The provisions of the bill being contested by Melaye included the ones seeking to empower the Director-General of the NCDC to compel anyone to take medical examination or treatment and also collect the blood sample of such person in the case of a public health emergency.

Some of the provisions also seek to empower the NCDC to take over any premises and turn them into isolation centres without compensation for the owner.

The bill also seeks to arrest and detain a suspected infected person with his or her consent.

However, the plaintiff alleged that the controversial bill would specifically violate his fundamental rights to dignity of his person, personal liberty, private and family life, right to freedom of movement and right to own immovable property in Nigeria.

The respondents to the suit are the Clerk of the National Assembly, the Clerk of the House of Representatives, the Speaker of the House of Representatives, the Attorney-General of the Federation, Mr Abubakar Malami, and the Inspector-General of Police, Mr Mohammed Adamu.

The judge, however, struck out the IGP’s name for the failure of the plaintiff to disclose any course of action against him.

Dino had specifically urged the court to declare that sections 3(8),5(3),6,8,13,15,16,17,19,23,30 and 47 of the Control of Infectious Diseases Bill 2020, which is currently being debated at the floor of the House of Representatives of the National Assembly, is in breach, and or is likely to breach the fundamental rights of the Applicant as provided for in sections 33, 34,35,37,38 and 40 of the Constitution of the Federal Republic of Nigeria 1999 (as amended) and Articles 4, 6,7,10,11,12 and 14 of the African Charter on Human and Peoples’ Rights Ratification and Enforcement) Act Cap A9 Laws of the Federation of Nigeria, 2004, Articles 2(3),7,8,9,12,17,21 and 22 of The International Covenant On Civil And Political Rights,1976, Articles 3,5,8,9,10,12,13,17 and 20 Of the Universal Declaration Of Human Rights,1948 and are therefore unconstitutional, illegal, wrongful and amount to flagrant abuse of the fundamental rights of the Applicant.

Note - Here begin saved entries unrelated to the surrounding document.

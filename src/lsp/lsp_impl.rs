use std::path::PathBuf;
use std::sync::{Arc, OnceLock};

use arc_swap::ArcSwap;
use tower_lsp_server::jsonrpc::Result;
use tower_lsp_server::ls_types::*;
use tower_lsp_server::{Client, LanguageServer};
use url::Url;

use crate::analysis;
use crate::config::WorkspaceSettings;
use crate::document::{Document, DocumentStore};
use crate::error::{LspError, LspResult};

use super::client::ClientNotifier;
use super::settings::{SettingsLoadOutcome, SettingsSource, load_settings};
use super::text_sync::apply_content_changes;

mod text_document;

pub const SERVER_NAME: &str = "deluge-ls";

pub struct DelugeLs {
    client: Client,
    documents: DocumentStore,
    settings: ArcSwap<WorkspaceSettings>,
    root_path: OnceLock<PathBuf>,
    client_capabilities: OnceLock<ClientCapabilities>,
}

impl std::fmt::Debug for DelugeLs {
    fn fmt(&self, f: &mut std::fmt::Formatter<'_>) -> std::fmt::Result {
        f.debug_struct("DelugeLs")
            .field("client", &self.client)
            .field("documents", &self.documents.len())
            .field("settings", &self.settings.load())
            .finish_non_exhaustive()
    }
}

/// Convert a protocol URI into the `Url` used as document key.
pub(crate) fn uri_to_url(uri: &Uri) -> LspResult<Url> {
    Url::parse(uri.as_str()).map_err(|_| LspError::invalid_uri(uri.as_str()))
}

fn workspace_root(params: &InitializeParams) -> Option<(PathBuf, &'static str)> {
    if let Some(folder) = params.workspace_folders.as_ref().and_then(|f| f.first()) {
        let path = uri_to_url(&folder.uri).ok()?.to_file_path().ok()?;
        return Some((path, "workspace folders"));
    }

    #[allow(deprecated)] // Support for older LSP clients
    let root_uri = params.root_uri.as_ref();
    if let Some(root_uri) = root_uri {
        let path = uri_to_url(root_uri).ok()?.to_file_path().ok()?;
        return Some((path, "root_uri"));
    }

    None
}

impl DelugeLs {
    pub fn new(client: Client) -> Self {
        Self {
            client,
            documents: DocumentStore::new(),
            settings: ArcSwap::from_pointee(WorkspaceSettings::default()),
            root_path: OnceLock::new(),
            client_capabilities: OnceLock::new(),
        }
    }

    fn notifier(&self) -> ClientNotifier<'_> {
        ClientNotifier::new(self.client.clone(), &self.client_capabilities)
    }

    fn settings(&self) -> WorkspaceSettings {
        **self.settings.load()
    }

    async fn apply_settings(&self, outcome: SettingsLoadOutcome) {
        log::debug!(
            target: "deluge_ls::settings",
            "Applying settings: {:?}",
            outcome.settings
        );
        self.settings.store(Arc::new(outcome.settings));
        self.notifier().log_settings_events(&outcome.events).await;
    }

    fn completion_options(&self) -> analysis::CompletionOptions {
        let settings = self.settings();
        analysis::CompletionOptions {
            snippets: settings.snippets && self.notifier().supports_snippets(),
            generic_completions: settings.generic_completions,
        }
    }

    /// Text of the cursor's line up to the cursor.
    fn line_prefix(&self, uri: &Uri, position: Position) -> LspResult<String> {
        let url = uri_to_url(uri)?;
        let doc = self
            .documents
            .get(&url)
            .ok_or_else(|| LspError::document_not_found(uri.as_str()))?;
        let prefix = doc.position_mapper().line_prefix(position).unwrap_or("");
        Ok(prefix.to_string())
    }

    /// The identifier under the cursor and its range.
    fn word_at(&self, uri: &Uri, position: Position) -> LspResult<Option<(String, Range)>> {
        let url = uri_to_url(uri)?;
        let doc = self
            .documents
            .get(&url)
            .ok_or_else(|| LspError::document_not_found(uri.as_str()))?;
        Ok(doc
            .position_mapper()
            .word_at(position)
            .map(|(word, range)| (word.to_string(), range)))
    }
}

impl LanguageServer for DelugeLs {
    async fn initialize(&self, params: InitializeParams) -> Result<InitializeResult> {
        let _ = self.client_capabilities.set(params.capabilities.clone());
        let notifier = self.notifier();

        match workspace_root(&params) {
            Some((path, source)) => {
                notifier
                    .log_info(format!(
                        "Using workspace root from {}: {}",
                        source,
                        path.display()
                    ))
                    .await;
                let _ = self.root_path.set(path);
            }
            None => {
                notifier
                    .log_info("No workspace root - project config will not be loaded")
                    .await;
            }
        }

        let override_settings = params
            .initialization_options
            .map(|options| (SettingsSource::InitializationOptions, options));
        let outcome = load_settings(self.root_path.get().map(PathBuf::as_path), override_settings);
        self.apply_settings(outcome).await;

        Ok(InitializeResult {
            server_info: Some(ServerInfo {
                name: SERVER_NAME.to_string(),
                version: Some(env!("CARGO_PKG_VERSION").to_string()),
            }),
            capabilities: ServerCapabilities {
                text_document_sync: Some(TextDocumentSyncCapability::Options(
                    TextDocumentSyncOptions {
                        open_close: Some(true),
                        change: Some(TextDocumentSyncKind::INCREMENTAL),
                        ..Default::default()
                    },
                )),
                completion_provider: Some(CompletionOptions {
                    trigger_characters: Some(vec![".".to_string()]),
                    ..Default::default()
                }),
                hover_provider: Some(HoverProviderCapability::Simple(true)),
                ..ServerCapabilities::default()
            },
            ..Default::default()
        })
    }

    async fn initialized(&self, _: InitializedParams) {
        self.notifier().log_info("server is ready").await;
    }

    async fn shutdown(&self) -> Result<()> {
        Ok(())
    }

    async fn did_open(&self, params: DidOpenTextDocumentParams) {
        let doc = params.text_document;
        let url = match uri_to_url(&doc.uri) {
            Ok(url) => url,
            Err(err) => {
                log::warn!(target: "deluge_ls::documents", "{}", err);
                return;
            }
        };

        log::debug!(
            target: "deluge_ls::documents",
            "didOpen {} ({}, v{})",
            url,
            doc.language_id,
            doc.version
        );
        self.documents
            .insert(url, Document::opened(doc.text, doc.language_id, doc.version));
    }

    async fn did_change(&self, params: DidChangeTextDocumentParams) {
        let url = match uri_to_url(&params.text_document.uri) {
            Ok(url) => url,
            Err(err) => {
                log::warn!(target: "deluge_ls::documents", "{}", err);
                return;
            }
        };

        let Some(old_text) = self.documents.get_document_text(&url) else {
            self.notifier()
                .log_warning(format!("Document not found for change event: {}", url))
                .await;
            return;
        };

        let text = apply_content_changes(&old_text, params.content_changes);
        self.documents
            .update_document(url, text, Some(params.text_document.version));
    }

    async fn did_close(&self, params: DidCloseTextDocumentParams) {
        if let Ok(url) = uri_to_url(&params.text_document.uri) {
            self.documents.remove(&url);
        }
    }

    async fn did_change_configuration(&self, params: DidChangeConfigurationParams) {
        let outcome = load_settings(
            self.root_path.get().map(PathBuf::as_path),
            Some((SettingsSource::ClientConfiguration, params.settings)),
        );
        self.apply_settings(outcome).await;
    }

    async fn completion(&self, params: CompletionParams) -> Result<Option<CompletionResponse>> {
        self.completion_impl(params).await
    }

    async fn hover(&self, params: HoverParams) -> Result<Option<Hover>> {
        self.hover_impl(params).await
    }
}
//! LSP client for E2E tests.
//!
//! Provides a simple LSP client that communicates with the deluge-ls binary
//! via stdin/stdout using JSON-RPC 2.0 protocol.

// Shared across several test binaries; not every binary uses every method.
#![allow(dead_code)]

use serde_json::{Value, json};
use std::io::{BufRead, BufReader, Write};
use std::path::Path;
use std::process::{Child, ChildStdin, ChildStdout, Command, Stdio};
use std::time::{Duration, Instant};

/// LSP client for communicating with the deluge-ls binary.
///
/// Handles JSON-RPC 2.0 message framing with Content-Length headers,
/// request/response matching, and server-initiated notifications.
pub struct LspClient {
    child: Child,
    stdin: Option<ChildStdin>,
    stdout: BufReader<ChildStdout>,
    request_id: i64,
    notifications: Vec<Value>,
    _config_home: Option<tempfile::TempDir>,
}

impl LspClient {
    /// Spawn deluge-ls with an empty user config directory.
    ///
    /// The server reads `$XDG_CONFIG_HOME/deluge-ls/deluge-ls.toml`, so every
    /// client points it at a fresh directory to keep the developer's own
    /// settings out of the tests.
    pub fn new() -> Self {
        let config_home = tempfile::tempdir().expect("Failed to create config home");
        let mut client = Self::with_config_home(config_home.path());
        client._config_home = Some(config_home);
        client
    }

    /// Spawn deluge-ls with `XDG_CONFIG_HOME` pointing at `config_home`.
    pub fn with_config_home(config_home: &Path) -> Self {
        // `CARGO_BIN_EXE_deluge-ls` is set by Cargo's test harness for integration tests
        // and points to the built `deluge-ls` binary.
        let mut child = Command::new(env!("CARGO_BIN_EXE_deluge-ls"))
            .env("XDG_CONFIG_HOME", config_home)
            .stdin(Stdio::piped())
            .stdout(Stdio::piped())
            .stderr(Stdio::null())
            .spawn()
            .expect("Failed to spawn deluge-ls binary");

        let stdin = child.stdin.take().expect("Failed to get stdin");
        let stdout = BufReader::new(child.stdout.take().expect("Failed to get stdout"));

        Self {
            child,
            stdin: Some(stdin),
            stdout,
            request_id: 0,
            notifications: Vec::new(),
            _config_home: None,
        }
    }

    /// Send an LSP request and return the response.
    pub fn send_request(&mut self, method: &str, params: Value) -> Value {
        self.request_id += 1;
        let request_id = self.request_id;

        // Build request - some methods like "shutdown" don't take params
        let mut request = serde_json::Map::new();
        request.insert("jsonrpc".to_string(), json!("2.0"));
        request.insert("id".to_string(), json!(request_id));
        request.insert("method".to_string(), json!(method));

        if !params.is_null() {
            request.insert("params".to_string(), params);
        }

        self.send_message(&Value::Object(request));
        self.receive_response_for_id(request_id)
    }

    /// Send an LSP notification (no response expected).
    pub fn send_notification(&mut self, method: &str, params: Value) {
        let mut notification = serde_json::Map::new();
        notification.insert("jsonrpc".to_string(), json!("2.0"));
        notification.insert("method".to_string(), json!(method));

        if !params.is_null() {
            notification.insert("params".to_string(), params);
        }

        self.send_message(&Value::Object(notification));
    }

    /// Server notifications seen so far while waiting for responses.
    pub fn notifications(&self) -> &[Value] {
        &self.notifications
    }

    /// `window/logMessage` texts seen so far.
    pub fn log_messages(&self) -> Vec<String> {
        self.notifications
            .iter()
            .filter(|n| n["method"] == "window/logMessage")
            .filter_map(|n| n["params"]["message"].as_str().map(str::to_string))
            .collect()
    }

    fn send_message(&mut self, message: &Value) {
        let body = serde_json::to_string(message).expect("Failed to serialize message");
        let header = format!("Content-Length: {}\r\n\r\n", body.len());

        let stdin = self.stdin.as_mut().expect("stdin already closed");
        stdin
            .write_all(header.as_bytes())
            .expect("Failed to write header");
        stdin
            .write_all(body.as_bytes())
            .expect("Failed to write body");
        stdin.flush().expect("Failed to flush stdin");
    }

    /// Receive the response for `expected_id`, recording notifications on the way.
    /// Times out after 30 seconds or 1000 messages to prevent indefinite hangs.
    fn receive_response_for_id(&mut self, expected_id: i64) -> Value {
        const MAX_MESSAGES: u32 = 1000;
        const TIMEOUT: Duration = Duration::from_secs(30);

        let start_time = Instant::now();
        let mut message_count = 0u32;

        loop {
            if start_time.elapsed() > TIMEOUT {
                panic!(
                    "Timeout waiting for response with id {}. Elapsed: {:?}",
                    expected_id,
                    start_time.elapsed()
                );
            }

            if message_count >= MAX_MESSAGES {
                panic!(
                    "Exceeded maximum message threshold ({}) waiting for response with id {}",
                    MAX_MESSAGES, expected_id
                );
            }

            let message = self.receive_message();
            message_count += 1;

            if message.get("method").is_some() {
                // Notification or server-to-client request
                self.notifications.push(message);
                continue;
            }

            if message.get("id").and_then(Value::as_i64) == Some(expected_id) {
                return message;
            }
        }
    }

    /// Receive a single LSP message with Content-Length framing.
    fn receive_message(&mut self) -> Value {
        const MAX_HEADERS: u32 = 100;

        let mut header_count = 0u32;
        let mut header = String::new();
        loop {
            if header_count >= MAX_HEADERS {
                panic!(
                    "Exceeded maximum header count ({}) - server may be sending malformed headers",
                    MAX_HEADERS
                );
            }

            header.clear();
            let bytes_read = self
                .stdout
                .read_line(&mut header)
                .expect("Failed to read header line");

            if bytes_read == 0 {
                panic!("Server closed connection prematurely while reading header");
            }

            header_count += 1;

            if header == "\r\n" {
                continue;
            }

            if header.starts_with("Content-Length:") {
                let len: usize = header
                    .trim_start_matches("Content-Length:")
                    .trim()
                    .parse()
                    .expect("Invalid Content-Length value");

                let mut empty = String::new();
                self.stdout
                    .read_line(&mut empty)
                    .expect("Failed to read empty line");

                let mut body = vec![0u8; len];
                std::io::Read::read_exact(&mut self.stdout, &mut body)
                    .expect("Failed to read body");

                return serde_json::from_slice(&body).expect("Failed to parse response");
            }
        }
    }

    /// Close stdin to signal EOF.
    pub fn close_stdin(&mut self) {
        self.stdin = None;
    }

    /// Wait for the process to exit with a timeout.
    pub fn wait_for_exit(&mut self, timeout: Duration) -> Option<std::process::ExitStatus> {
        let start = Instant::now();
        loop {
            match self.child.try_wait() {
                Ok(Some(status)) => return Some(status),
                Ok(None) => {
                    if start.elapsed() > timeout {
                        return None;
                    }
                    std::thread::sleep(Duration::from_millis(50));
                }
                Err(_) => return None,
            }
        }
    }

    fn kill(&mut self) {
        if let Ok(None) = self.child.try_wait() {
            let _ = self.child.kill();
        }
        let _ = self.child.wait();
    }
}

impl Drop for LspClient {
    fn drop(&mut self) {
        self.kill();
    }
}
//! Text synchronization utilities for LSP didChange handling.
//!
//! The LSP protocol supports two text synchronization modes:
//! - **Incremental**: Client sends only the changed ranges
//! - **Full**: Client sends the entire document content
//!
//! Both may appear in a single notification; changes apply in order.

use tower_lsp_server::ls_types::TextDocumentContentChangeEvent;

use crate::text::PositionMapper;

/// Apply content changes to text and return the updated document.
pub(crate) fn apply_content_changes(
    old_text: &str,
    content_changes: Vec<TextDocumentContentChangeEvent>,
) -> String {
    let mut text = old_text.to_string();

    for change in content_changes {
        match change.range {
            Some(range) => {
                let mapper = PositionMapper::new(&text);
                let start_offset = mapper.position_to_byte(range.start).unwrap_or(text.len());
                let end_offset = mapper
                    .position_to_byte(range.end)
                    .unwrap_or(text.len())
                    .max(start_offset);
                text.replace_range(start_offset..end_offset, &change.text);
            }
            None => text = change.text,
        }
    }

    text
}
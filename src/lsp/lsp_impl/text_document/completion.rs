//! Completion method for DelugeLs.

use tower_lsp_server::jsonrpc::Result;
use tower_lsp_server::ls_types::{CompletionParams, CompletionResponse};

use super::super::DelugeLs;
use crate::analysis::completion_items;

impl DelugeLs {
    pub(crate) async fn completion_impl(
        &self,
        params: CompletionParams,
    ) -> Result<Option<CompletionResponse>> {
        let lsp_uri = params.text_document_position.text_document.uri;
        let position = params.text_document_position.position;

        // Unknown documents get no completions rather than an error
        let line_prefix = match self.line_prefix(&lsp_uri, position) {
            Ok(prefix) => prefix,
            Err(err) => {
                self.notifier().log_trace(err.to_string()).await;
                return Ok(None);
            }
        };

        let options = self.completion_options();
        let items = completion_items(&line_prefix, options);
        log::debug!(
            target: "deluge_ls::completion",
            "{:?} at {}:{} -> {} items",
            line_prefix,
            position.line,
            position.character,
            items.as_ref().map_or(0, Vec::len)
        );

        Ok(items.map(CompletionResponse::Array))
    }
}
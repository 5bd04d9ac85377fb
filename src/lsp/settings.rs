use crate::config::{
    CONFIG_FILE_NAME, DelugeSettings, WorkspaceSettings, defaults::default_settings,
    load_user_config, merge_all,
};
use crate::error::{LspError, LspResult};
use serde_json::Value;
use std::fs;
use std::path::Path;

#[derive(Clone, Copy, Debug, PartialEq, Eq)]
pub enum SettingsEventKind {
    Info,
    Warning,
}

#[derive(Clone, Debug, PartialEq, Eq)]
pub struct SettingsEvent {
    pub kind: SettingsEventKind,
    pub message: String,
}

impl SettingsEvent {
    pub fn info(message: impl Into<String>) -> Self {
        Self {
            kind: SettingsEventKind::Info,
            message: message.into(),
        }
    }

    pub fn warning(message: impl Into<String>) -> Self {
        Self {
            kind: SettingsEventKind::Warning,
            message: message.into(),
        }
    }
}

#[derive(Clone, Copy, Debug, PartialEq, Eq)]
pub enum SettingsSource {
    InitializationOptions,
    ClientConfiguration,
}

impl SettingsSource {
    fn description(self) -> &'static str {
        match self {
            SettingsSource::InitializationOptions => "initialization options",
            SettingsSource::ClientConfiguration => "client configuration",
        }
    }
}

#[derive(Default, Debug)]
pub struct SettingsLoadOutcome {
    pub settings: WorkspaceSettings,
    pub events: Vec<SettingsEvent>,
}

/// Resolve settings from every layer: defaults < user < project < override.
///
/// Problems in any layer are reported as warning events and the layer is
/// skipped; loading itself never fails.
pub fn load_settings(
    root_path: Option<&Path>,
    override_settings: Option<(SettingsSource, Value)>,
) -> SettingsLoadOutcome {
    let mut events = Vec::new();

    let defaults = Some(default_settings());

    let user_config = match load_user_config() {
        Ok(Some(settings)) => {
            events.push(SettingsEvent::info(
                "Loaded user config from XDG_CONFIG_HOME",
            ));
            Some(settings)
        }
        Ok(None) => None,
        Err(err) => {
            events.push(SettingsEvent::warning(format!(
                "Failed to load user config: {}",
                err
            )));
            None
        }
    };

    let project_settings = root_path.and_then(|root| {
        match load_project_settings(root) {
            Ok(Some(settings)) => {
                events.push(SettingsEvent::info(format!(
                    "Loaded {}",
                    root.join(CONFIG_FILE_NAME).display()
                )));
                Some(settings)
            }
            Ok(None) => None,
            Err(err) => {
                events.push(SettingsEvent::warning(err.to_string()));
                None
            }
        }
    });

    let override_settings = override_settings
        .and_then(|(source, value)| parse_override_settings(source, value, &mut events));

    let merged = merge_all(&[defaults, user_config, project_settings, override_settings]);
    let settings = merged.map(WorkspaceSettings::from).unwrap_or_default();

    SettingsLoadOutcome { settings, events }
}

fn load_project_settings(root: &Path) -> LspResult<Option<DelugeSettings>> {
    let config_path = root.join(CONFIG_FILE_NAME);
    if !config_path.exists() {
        return Ok(None);
    }

    let contents = fs::read_to_string(&config_path)?;
    toml::from_str::<DelugeSettings>(&contents)
        .map(Some)
        .map_err(|err| {
            LspError::config(format!(
                "Failed to parse {}: {}",
                config_path.display(),
                err
            ))
        })
}

fn parse_override_settings(
    source: SettingsSource,
    value: Value,
    events: &mut Vec<SettingsEvent>,
) -> Option<DelugeSettings> {
    // Clients commonly send `null` or nest our section under its name.
    let value = match value {
        Value::Null => return None,
        Value::Object(mut map) if map.contains_key("deluge") => map.remove("deluge")?,
        other => other,
    };

    match serde_json::from_value::<DelugeSettings>(value) {
        Ok(settings) => {
            events.push(SettingsEvent::info(format!(
                "Parsed {} as deluge-ls settings",
                source.description()
            )));
            Some(settings)
        }
        Err(err) => {
            events.push(SettingsEvent::warning(format!(
                "Failed to parse {}: {}",
                source.description(),
                err
            )));
            None
        }
    }
}
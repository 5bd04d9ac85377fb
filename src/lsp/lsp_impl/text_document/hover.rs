//! Hover method for DelugeLs.

use tower_lsp_server::jsonrpc::Result;
use tower_lsp_server::ls_types::{Hover, HoverParams};

use super::super::DelugeLs;
use crate::analysis::hover_for_word;

impl DelugeLs {
    pub(crate) async fn hover_impl(&self, params: HoverParams) -> Result<Option<Hover>> {
        if !self.settings().hover {
            return Ok(None);
        }

        let lsp_uri = params.text_document_position_params.text_document.uri;
        let position = params.text_document_position_params.position;

        let (word, range) = match self.word_at(&lsp_uri, position) {
            Ok(Some(found)) => found,
            Ok(None) => return Ok(None),
            Err(err) => {
                self.notifier().log_trace(err.to_string()).await;
                return Ok(None);
            }
        };

        let hover = hover_for_word(&word, range);
        log::debug!(
            target: "deluge_ls::hover",
            "hover {:?} -> {}",
            word,
            if hover.is_some() { "documented" } else { "none" }
        );
        Ok(hover)
    }
}
mod client;
mod lsp_impl;
mod settings;
mod text_sync;

pub use lsp_impl::DelugeLs;
pub use settings::{
    SettingsEvent, SettingsEventKind, SettingsLoadOutcome, SettingsSource, load_settings,
};
//! Deluge keywords and built-in functions offered outside the `zoho.` namespace.

#[derive(Clone, Copy, Debug, PartialEq, Eq)]
pub enum GenericKind {
    Keyword,
    Function,
}

#[derive(Clone, Copy, Debug, PartialEq, Eq)]
pub struct GenericEntry {
    pub name: &'static str,
    pub kind: GenericKind,
}

pub const KEYWORDS: [&str; 19] = [
    "if",
    "else",
    "for",
    "while",
    "return",
    "break",
    "continue",
    "try",
    "catch",
    "throw",
    "each",
    "in",
    "void",
    "Map",
    "List",
    "Collection",
    "info",
    "sendmail",
    "invokeurl",
];

pub const BUILTIN_FUNCTIONS: [&str; 12] = [
    "toDate",
    "toDateTime",
    "toNumber",
    "toLong",
    "toText",
    "toString",
    "equals",
    "isNull",
    "isEmpty",
    "contains",
    "trim",
    "length",
];

/// Keywords followed by built-in functions.
pub fn list_generic_keywords_and_functions() -> Vec<GenericEntry> {
    let keywords = KEYWORDS.iter().map(|&name| GenericEntry {
        name,
        kind: GenericKind::Keyword,
    });
    let functions = BUILTIN_FUNCTIONS.iter().map(|&name| GenericEntry {
        name,
        kind: GenericKind::Function,
    });
    keywords.chain(functions).collect()
}
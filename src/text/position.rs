use tower_lsp_server::ls_types::{Position, Range};

/// Maps LSP positions (line + UTF-16 column) onto a document's bytes.
pub struct PositionMapper<'a> {
    text: &'a str,
    line_starts: Vec<usize>,
}

impl<'a> PositionMapper<'a> {
    /// Create a new PositionMapper with pre-computed line starts
    pub fn new(text: &'a str) -> Self {
        let line_starts = compute_line_starts(text);
        Self { text, line_starts }
    }

    /// Text of `line` without its terminator (`\n` or `\r\n`).
    pub fn line_text(&self, line: usize) -> Option<&'a str> {
        let start = *self.line_starts.get(line)?;
        let end = match self.line_starts.get(line + 1) {
            Some(next) => next - 1, // Exclude the newline
            None => self.text.len(),
        };
        let line_text = &self.text[start..end];
        Some(line_text.strip_suffix('\r').unwrap_or(line_text))
    }

    /// Convert an LSP Position to a byte offset.
    ///
    /// Columns past the end of the line clamp to the line end.
    pub fn position_to_byte(&self, position: Position) -> Option<usize> {
        let line = position.line as usize;
        let line_start = *self.line_starts.get(line)?;
        let line_text = self.line_text(line)?;

        match convert_utf16_to_byte_in_line(line_text, position.character as usize) {
            Some(byte_offset) => Some(line_start + byte_offset),
            None => Some(line_start + line_text.len()),
        }
    }

    /// Convert a byte offset back to an LSP Position.
    pub fn byte_to_position(&self, offset: usize) -> Option<Position> {
        if offset > self.text.len() {
            return None;
        }
        let line = match self.line_starts.binary_search(&offset) {
            Ok(line) => line,
            Err(line) => line.saturating_sub(1),
        };
        let line_start = self.line_starts[line];
        let line_text = self.line_text(line)?;
        let column = offset.saturating_sub(line_start).min(line_text.len());
        let character = convert_byte_to_utf16_in_line(line_text, column)?;

        Some(Position {
            line: line as u32,
            character: character as u32,
        })
    }

    /// The current line from column 0 up to (not including) the cursor.
    pub fn line_prefix(&self, position: Position) -> Option<&'a str> {
        let line_text = self.line_text(position.line as usize)?;
        let end = convert_utf16_to_byte_in_line(line_text, position.character as usize)
            .unwrap_or(line_text.len());
        Some(&line_text[..end])
    }

    /// The identifier touching the cursor and its range.
    ///
    /// An identifier is a maximal run of `[A-Za-z0-9_]`. The cursor may sit
    /// anywhere inside it or directly after its last character.
    pub fn word_at(&self, position: Position) -> Option<(&'a str, Range)> {
        let line = position.line as usize;
        let line_text = self.line_text(line)?;
        let cursor = convert_utf16_to_byte_in_line(line_text, position.character as usize)
            .unwrap_or(line_text.len());

        let start = line_text[..cursor]
            .rfind(|c: char| !is_word_char(c))
            .map_or(0, |i| i + 1);
        let end = line_text[cursor..]
            .find(|c: char| !is_word_char(c))
            .map_or(line_text.len(), |i| cursor + i);

        if start == end {
            return None;
        }

        let range = Range {
            start: Position {
                line: position.line,
                character: convert_byte_to_utf16_in_line(line_text, start)? as u32,
            },
            end: Position {
                line: position.line,
                character: convert_byte_to_utf16_in_line(line_text, end)? as u32,
            },
        };
        Some((&line_text[start..end], range))
    }
}

fn is_word_char(c: char) -> bool {
    c.is_ascii_alphanumeric() || c == '_'
}

/// Compute line start offsets for efficient position mapping
pub fn compute_line_starts(text: &str) -> Vec<usize> {
    std::iter::once(0)
        .chain(text.match_indices('\n').map(|(i, _)| i + 1))
        .collect()
}

/// Convert UTF-16 position to byte position within a line
/// Returns None if the UTF-16 position is beyond the end of the line
#[inline]
pub fn convert_utf16_to_byte_in_line(line_text: &str, utf16_pos: usize) -> Option<usize> {
    let mut utf16_offset = 0;

    for (byte_offset, ch) in line_text.char_indices() {
        if utf16_offset >= utf16_pos {
            return Some(byte_offset);
        }
        utf16_offset += ch.len_utf16();
    }

    (utf16_offset == utf16_pos).then_some(line_text.len())
}

/// Convert byte position to UTF-16 position within a line
/// Returns None if the byte position is invalid (e.g., in the middle of a multi-byte character)
#[inline]
pub fn convert_byte_to_utf16_in_line(line_text: &str, byte_pos: usize) -> Option<usize> {
    if !line_text.is_char_boundary(byte_pos) {
        return None;
    }
    Some(line_text[..byte_pos].encode_utf16().count())
}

An order of the order of court declaring the provisions of sections 3(8),5(3),6,8,13,15,16,17,19,23,30 and 47 of the Control Of Infectious Diseases Bill 2020, invalid and unconstitutional, as same constitutes a gross abuse of the fundamental rights of the Applicant and or will likely be infringing upon the fundamental rights of the Applicant if eventually passed into law.

An order of the court directing the 1st -3rd Respondents to delete the provisions of sections
3(8),5(3),6,8,13,15,16,17,19,23,30 and 47 of the Control of Infectious Diseases Bill 2020, as same are inconsistent with sections 33, 34,35,37,38 and 40 of the Constitution of the Federal Republic of Nigeria 1999 (as amended), Articles 4, 6,7,10,11,12 and 14 of the African Charter on
Human and Peoples’ Rights Ratification and Enforcement) Act Cap A9 Laws of the Federation of Nigeria, 2004, Articles 2(3),7,8,9,12,17,21 and 22 of The International Covenant On Civil And Political Rights,1976, Articles 3,5,8,9,10,12,13,17 and 20 Of the Universal Declaration Of Human Rights,1948 and constitute a gross abuse of the fundamental rights of the Applicant if eventually passed into law.

An order of injunction restraining the Respondents, whether, by themselves, their agents, employees, servants, privies and or howsoever called, from further proceeding with, or continuing with further debates with respect to sections 3(8),5(3),6,8,13,15,16,17,19,23,30 and 47 of the Control of Infectious
Diseases Bill 2020, which provisions breaches and or are likely to breach the fundamental rights of the Applicant as provided for sections 33, 34,35,37,38 and 40 of the Constitution of the Federal Republic of Nigeria 1999 (as amended) and Articles 4, 6,7,10,11,12 and 14 of the African Charter on Human and Peoples’ Rights Ratification and Enforcement) Act Cap A9 Laws of the Federation of Nigeria, 2004, Articles 2(3),7,8,9,12,17,21 and 22 of The International Covenant On Civil And Political Rights,1976, Articles 3,5,8,9,10,12,13,17 and 20 Of the Universal Declaration Of Human Rights,1948.